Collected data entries
//! Prompt templates and rendering.
//!
//! Templates use `{key}` placeholders. `{{` and `}}` produce literal braces.
//! Rendering is a single pass, so braces inside substituted values (article
//! text often has them) are never treated as placeholders.

/// System prompt shared by every quiz call.
pub const SYSTEM_PROMPT: &str =
    "You turn encyclopedia articles into structured JSON. Reply with JSON only.";

/// Extract title, summary, entities, and section headings.
pub const ANALYSIS_TEMPLATE: &str = "\
You are an assistant that analyzes Wikipedia articles to extract structured data.
Given the article text below (which may be truncated), extract the following as JSON:
1. title: Short article title.
2. summary: 2-4 sentence overview.
3. key_entities: with keys 'people', 'organizations', 'locations' as arrays of strings.
4. sections: ordered list of major section titles.

Return ONLY valid JSON with keys: title, summary, key_entities, sections.

Article text:
{article_text}
";

/// Generate the initial multiple-choice question list.
pub const QUIZ_TEMPLATE: &str = "\
You are a quiz generator for Wikipedia articles.
Using ONLY the factual content from the article text below, create a diverse quiz
of {target} multiple-choice questions.

For each question, output an object with keys:
 - question: the question text
 - options: an array of 4 answer options (strings)
 - answer: the exact text of the correct option
 - explanation: 1-2 sentence explanation grounded in the article
 - difficulty: one of 'easy', 'medium', 'hard'

Avoid hallucinations and do not use information that is not clearly supported by the text.
Return ONLY a JSON array of question objects.

Article text:
{article_text}
";

/// Suggest follow-up reading.
pub const RELATED_TOPICS_TEMPLATE: &str = "\
You are an assistant that suggests follow-up Wikipedia topics.
Based on the article text below, suggest 5 to 8 related Wikipedia article topics
that a learner should read next.

Return ONLY a JSON array of strings, each string being a Wikipedia topic title.

Article text:
{article_text}
";

/// Ask for the questions still missing after the first pass.
pub const MORE_QUESTIONS_TEMPLATE: &str = "\
The previous response contained some quiz questions but was missing {needed} questions.
Using ONLY the factual content from the article text below, provide exactly {needed} additional multiple-choice question objects (same schema as before).
Do NOT repeat questions already present in the existing JSON. Return ONLY a JSON array of the additional question objects.

Article text:
{article_text}

Existing questions JSON:
{existing_json}
";

/// Ask the model to fix a broken question list.
pub const REPAIR_QUIZ_TEMPLATE: &str = "\
The previous response was intended to be a JSON array of quiz question objects, but it was invalid.
Each object must have keys: question (string), options (array of 4 strings), answer (string), explanation (string), difficulty (easy|medium|hard).
Do NOT add any commentary. Return ONLY the corrected JSON array. Here is the broken response:
{broken_json}
";

/// Ask the model to fix a broken analysis object.
pub const REPAIR_ANALYSIS_TEMPLATE: &str = "\
The previous response was intended to be a JSON object with keys: title (string), summary (string), key_entities (object with arrays: people, organizations, locations), sections (array of strings).
Do NOT add any commentary. Return ONLY the corrected JSON object. Here is the broken response:
{broken_json}
";

/// Render a template, substituting `{key}` placeholders from `vars`.
///
/// Unknown placeholders are left as-is. Use `{{` to insert a literal `{` and
/// `}}` to insert a literal `}`.
///
/// # Example
///
/// ```
/// use wiki_quiz::prompt::render;
///
/// let result = render("Hello {name}, here is JSON: {{\"key\": \"val\"}}", &[("name", "Alice")]);
/// assert_eq!(result, r#"Hello Alice, here is JSON: {"key": "val"}"#);
/// ```
pub fn render(template: &str, vars: &[(&str, &str)]) -> String {
    let mut out = String::with_capacity(template.len());
    let mut rest = template;

    while let Some(pos) = rest.find(['{', '}']) {
        out.push_str(&rest[..pos]);
        let tail = &rest[pos..];

        if tail.starts_with("{{") {
            out.push('{');
            rest = &tail[2..];
        } else if tail.starts_with("}}") {
            out.push('}');
            rest = &tail[2..];
        } else if tail.starts_with('{') {
            let value = tail[1..].find('}').and_then(|close| {
                let key = &tail[1..1 + close];
                vars.iter()
                    .find(|(k, _)| *k == key)
                    .map(|(_, v)| (*v, close + 2))
            });
            match value {
                Some((v, consumed)) => {
                    out.push_str(v);
                    rest = &tail[consumed..];
                }
                None => {
                    out.push('{');
                    rest = &tail[1..];
                }
            }
        } else {
            out.push('}');
            rest = &tail[1..];
        }
    }

    out.push_str(rest);
    out
}

#[cfg(test)]
mod tests {
    use super::*;

    #[test]
    fn test_render_basic() {
        let result = render("Hello {name}, process {input}", &[("name", "Alice"), ("input", "data")]);
        assert_eq!(result, "Hello Alice, process data");
    }

    #[test]
    fn test_render_no_placeholders() {
        assert_eq!(render("static prompt", &[]), "static prompt");
    }

    #[test]
    fn test_render_escaped_braces() {
        let result = render("Hello {name}, JSON: {{\"key\": \"val\"}}", &[("name", "Alice")]);
        assert_eq!(result, r#"Hello Alice, JSON: {"key": "val"}"#);
    }

    #[test]
    fn test_render_escaped_braces_no_substitution() {
        let result = render("Output format: {{\"result\": {{\"value\": 42}}}}", &[]);
        assert_eq!(result, r#"Output format: {"result": {"value": 42}}"#);
    }

    #[test]
    fn test_render_unknown_placeholder_kept() {
        assert_eq!(render("keep {missing} as is", &[]), "keep {missing} as is");
    }

    #[test]
    fn test_render_does_not_expand_inside_values() {
        let result = render(
            "{article_text} / {needed}",
            &[("article_text", "set {needed} = {x}"), ("needed", "4")],
        );
        assert_eq!(result, "set {needed} = {x} / 4");
    }

    #[test]
    fn test_more_questions_template_fills_every_slot() {
        let prompt = render(
            MORE_QUESTIONS_TEMPLATE,
            &[
                ("needed", "4"),
                ("article_text", "Rust is a language."),
                ("existing_json", "[]"),
            ],
        );
        assert!(prompt.contains("missing 4 questions"));
        assert!(prompt.contains("exactly 4 additional"));
        assert!(prompt.contains("Rust is a language."));
        assert!(!prompt.contains('{'));
    }

    #[test]
    fn test_repair_templates_embed_broken_text() {
        for template in [REPAIR_QUIZ_TEMPLATE, REPAIR_ANALYSIS_TEMPLATE] {
            let prompt = render(template, &[("broken_json", "[{\"question\": ")]);
            assert!(prompt.ends_with("[{\"question\": \n"));
        }
    }
}
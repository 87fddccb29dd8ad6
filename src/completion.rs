//! Supplemental question rounds.
//!
//! When the first question list comes up short, the model is asked for
//! exactly the missing count, with the existing questions attached so it
//! can avoid repeats. New items are merged by exact question text. Running
//! out of rounds is not an error; whatever is still missing is left for
//! [`fallback`](crate::fallback). Transport failures are, once the retrying
//! invoker has given up.

use crate::{
    config::QuizConfig,
    error::Result,
    events::{emit, Event},
    exec_ctx::ExecCtx,
    llm_call::LlmCall,
    output_parser::recover,
    prompt::{MORE_QUESTIONS_TEMPLATE, SYSTEM_PROMPT},
    types::{value_kind, ArticleText, QuestionSet},
    PipelineError,
};
use serde_json::Value;
use tracing::{debug, info, warn};

/// What the supplemental rounds achieved.
#[derive(Debug, Clone, Default, PartialEq, Eq)]
pub struct CompletionOutcome {
    /// Rounds in which a request was sent.
    pub rounds: u32,
    /// Unique questions added across all rounds.
    pub added: usize,
    /// Rate-limit retries across all rounds.
    pub transport_retries: u32,
    /// Backoff time across all rounds (milliseconds).
    pub backoff_ms: u64,
}

/// Request more questions until `config.target_questions` is reached or
/// `config.supplemental_rounds` requests have been made.
///
/// The loop stops early, keeping what it has, when a round returns no
/// content or does not parse. A parsed value that is not a list is
/// discarded and the next round proceeds. Transport errors (including
/// [`PipelineError::RetryExhausted`]) and cancellation are returned.
pub async fn complete(
    ctx: &ExecCtx,
    set: &mut QuestionSet,
    article: &ArticleText,
    config: &QuizConfig,
) -> Result<CompletionOutcome> {
    let mut outcome = CompletionOutcome::default();
    let call = LlmCall::new("more_questions", MORE_QUESTIONS_TEMPLATE).with_system(SYSTEM_PROMPT);

    for round in 1..=config.supplemental_rounds {
        if set.len() >= config.target_questions {
            break;
        }
        let needed = config.target_questions - set.len();
        debug!(round, needed, have = set.len(), "requesting supplemental questions");

        let existing_json = set.to_json()?;
        let needed_str = needed.to_string();
        let vars = [
            ("needed", needed_str.as_str()),
            ("article_text", article.as_str()),
            ("existing_json", existing_json.as_str()),
        ];

        let completion = match call.invoke(ctx, &vars).await {
            Ok(c) => c,
            Err(PipelineError::EmptyResponse { .. }) => {
                info!(round, "supplemental call returned no content, stopping");
                break;
            }
            Err(e) => return Err(e),
        };
        outcome.rounds = round;
        outcome.transport_retries += completion.transport_retries;
        outcome.backoff_ms += completion.backoff_ms;

        let added = match recover(&completion.text) {
            Ok(Value::Array(items)) => set.merge_values(&items),
            Ok(other) => {
                debug!(round, kind = value_kind(&other), "supplemental output is not a list, discarding");
                0
            }
            Err(e) => {
                warn!(round, error = %e, "supplemental output did not parse, stopping");
                emit(
                    &ctx.event_handler,
                    Event::SupplementRound {
                        round,
                        needed,
                        added: 0,
                    },
                );
                break;
            }
        };

        outcome.added += added;
        info!(round, needed, added, total = set.len(), "supplemental round complete");
        emit(
            &ctx.event_handler,
            Event::SupplementRound {
                round,
                needed,
                added,
            },
        );
    }

    Ok(outcome)
}
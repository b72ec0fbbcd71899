#![cfg(feature = "cli")]

use assert_cmd::Command;
use predicates::str::contains as str_contains;
use std::fs;
use tempfile::NamedTempFile;

const CLASSES: &str = "done\nPhysics\n45min\ngarbage line\ndone\nChemistry\n30min\n";

#[allow(deprecated)]
fn cli() -> Command {
    Command::cargo_bin("cli").expect("cli binary")
}

fn base_args(cmd: &mut Command) -> &mut Command {
    cmd.args([
        "--start-date",
        "2025-01-06",
        "--study-days",
        "1",
        "--start-time",
        "09:00",
        "--hours",
        "1",
        "--input",
        "-",
    ])
}

#[test]
fn cli_writes_calendar_to_stdout() {
    let mut cmd = cli();
    base_args(&mut cmd)
        .write_stdin(CLASSES)
        .assert()
        .success()
        .stdout(str_contains("BEGIN:VCALENDAR"))
        .stdout(str_contains("SUMMARY:Study Block 2025-01-06"))
        .stdout(str_contains("SUMMARY:Study Block 2025-01-13"))
        .stderr(str_contains("2 study days"));
}

#[test]
fn cli_writes_csv_to_output_file() {
    let tmp = NamedTempFile::new().expect("create temp file");
    let mut cmd = cli();
    base_args(&mut cmd)
        .args(["--format", "csv", "--output"])
        .arg(tmp.path())
        .write_stdin(CLASSES)
        .assert()
        .success()
        .stderr(str_contains("Schedule written to"));

    let contents = fs::read_to_string(tmp.path()).unwrap();
    assert!(contents.starts_with("date,item_index,status,subject,duration_minutes"));
    assert!(contents.contains("2025-01-13,1,done,Chemistry,15"));
}

#[test]
fn cli_reads_request_file_and_lets_flags_override() {
    let request = NamedTempFile::new().expect("create temp file");
    let json = serde_json::json!({
        "start_date": "2025-01-06",
        "study_days": "1",
        "start_time": "09:00",
        "daily_study_limit_hours": "1",
        "multiplier": "1",
        "class_input": "todo\nMath\n30min"
    });
    fs::write(request.path(), json.to_string()).unwrap();

    cli()
        .arg("--request")
        .arg(request.path())
        .args(["--study-days", "2", "--format", "json"])
        .assert()
        .success()
        .stdout(str_contains("2025-01-07"))
        .stdout(str_contains("Math"));
}

#[test]
fn cli_reports_empty_weekday_list() {
    let mut cmd = cli();
    base_args(&mut cmd)
        .args(["--study-days", ""])
        .write_stdin(CLASSES)
        .assert()
        .failure()
        .stderr(str_contains("Cannot build a schedule"));
}

#[test]
fn cli_reports_invalid_field() {
    let mut cmd = cli();
    base_args(&mut cmd)
        .args(["--start-time", "nine"])
        .write_stdin(CLASSES)
        .assert()
        .failure()
        .stderr(str_contains("Invalid input: invalid start_time"));
}
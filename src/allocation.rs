use chrono::NaiveDate;
use serde::{Deserialize, Serialize};
use std::collections::BTreeMap;

use crate::item::Fragment;

/// Fragments scheduled per study day.
///
/// Days iterate chronologically; fragments within a day keep the order in
/// which they were placed.
#[derive(Debug, Clone, Default, PartialEq, Serialize, Deserialize)]
pub struct Allocation {
    days: BTreeMap<NaiveDate, Vec<Fragment>>,
}

impl Allocation {
    pub fn new() -> Self {
        Self::default()
    }

    pub(crate) fn push(&mut self, date: NaiveDate, fragment: Fragment) {
        self.days.entry(date).or_default().push(fragment);
    }

    pub fn is_empty(&self) -> bool {
        self.days.is_empty()
    }

    pub fn days(&self) -> impl Iterator<Item = (NaiveDate, &[Fragment])> {
        self.days
            .iter()
            .map(|(date, fragments)| (*date, fragments.as_slice()))
    }

    pub fn dates(&self) -> impl Iterator<Item = NaiveDate> + '_ {
        self.days.keys().copied()
    }

    pub fn fragments_on(&self, date: NaiveDate) -> &[Fragment] {
        self.days.get(&date).map(Vec::as_slice).unwrap_or_default()
    }

    pub fn first_day(&self) -> Option<NaiveDate> {
        self.days.keys().next().copied()
    }

    pub fn last_day(&self) -> Option<NaiveDate> {
        self.days.keys().next_back().copied()
    }

    pub fn day_count(&self) -> usize {
        self.days.len()
    }

    pub fn fragment_count(&self) -> usize {
        self.days.values().map(Vec::len).sum()
    }

    pub fn minutes_on(&self, date: NaiveDate) -> f64 {
        self.fragments_on(date)
            .iter()
            .map(|fragment| fragment.duration_minutes)
            .sum()
    }

    pub fn total_minutes(&self) -> f64 {
        self.fragments().map(|fragment| fragment.duration_minutes).sum()
    }

    /// Minutes placed for the item at `item_index` across all days.
    pub fn item_minutes(&self, item_index: usize) -> f64 {
        self.fragments()
            .filter(|fragment| fragment.item_index == item_index)
            .map(|fragment| fragment.duration_minutes)
            .sum()
    }

    /// All fragments, chronologically and then in placement order.
    pub fn fragments(&self) -> impl Iterator<Item = &Fragment> {
        self.days.values().flatten()
    }
}
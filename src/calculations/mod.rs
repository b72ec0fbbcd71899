pub mod allocation;
pub mod scaling;

pub use allocation::{DayAllocator, MINUTE_EPSILON, allocate};
pub use scaling::{scale_item, scale_items};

Try it: The response must consist solely of the lines from the first line of the entries through the line containing "pub const SYSTEM_PROMPT: &str", repeated exactly.

Solution:
//! Prompt templates and rendering.
//!
//! Templates use `{key}` placeholders. `{{` and `}}` produce literal braces.
//! Rendering is a single pass, so braces inside substituted values (article
//! text often has them) are never treated as placeholders.

/// System prompt shared by every quiz call.
pub const SYSTEM_PROMPT: &str =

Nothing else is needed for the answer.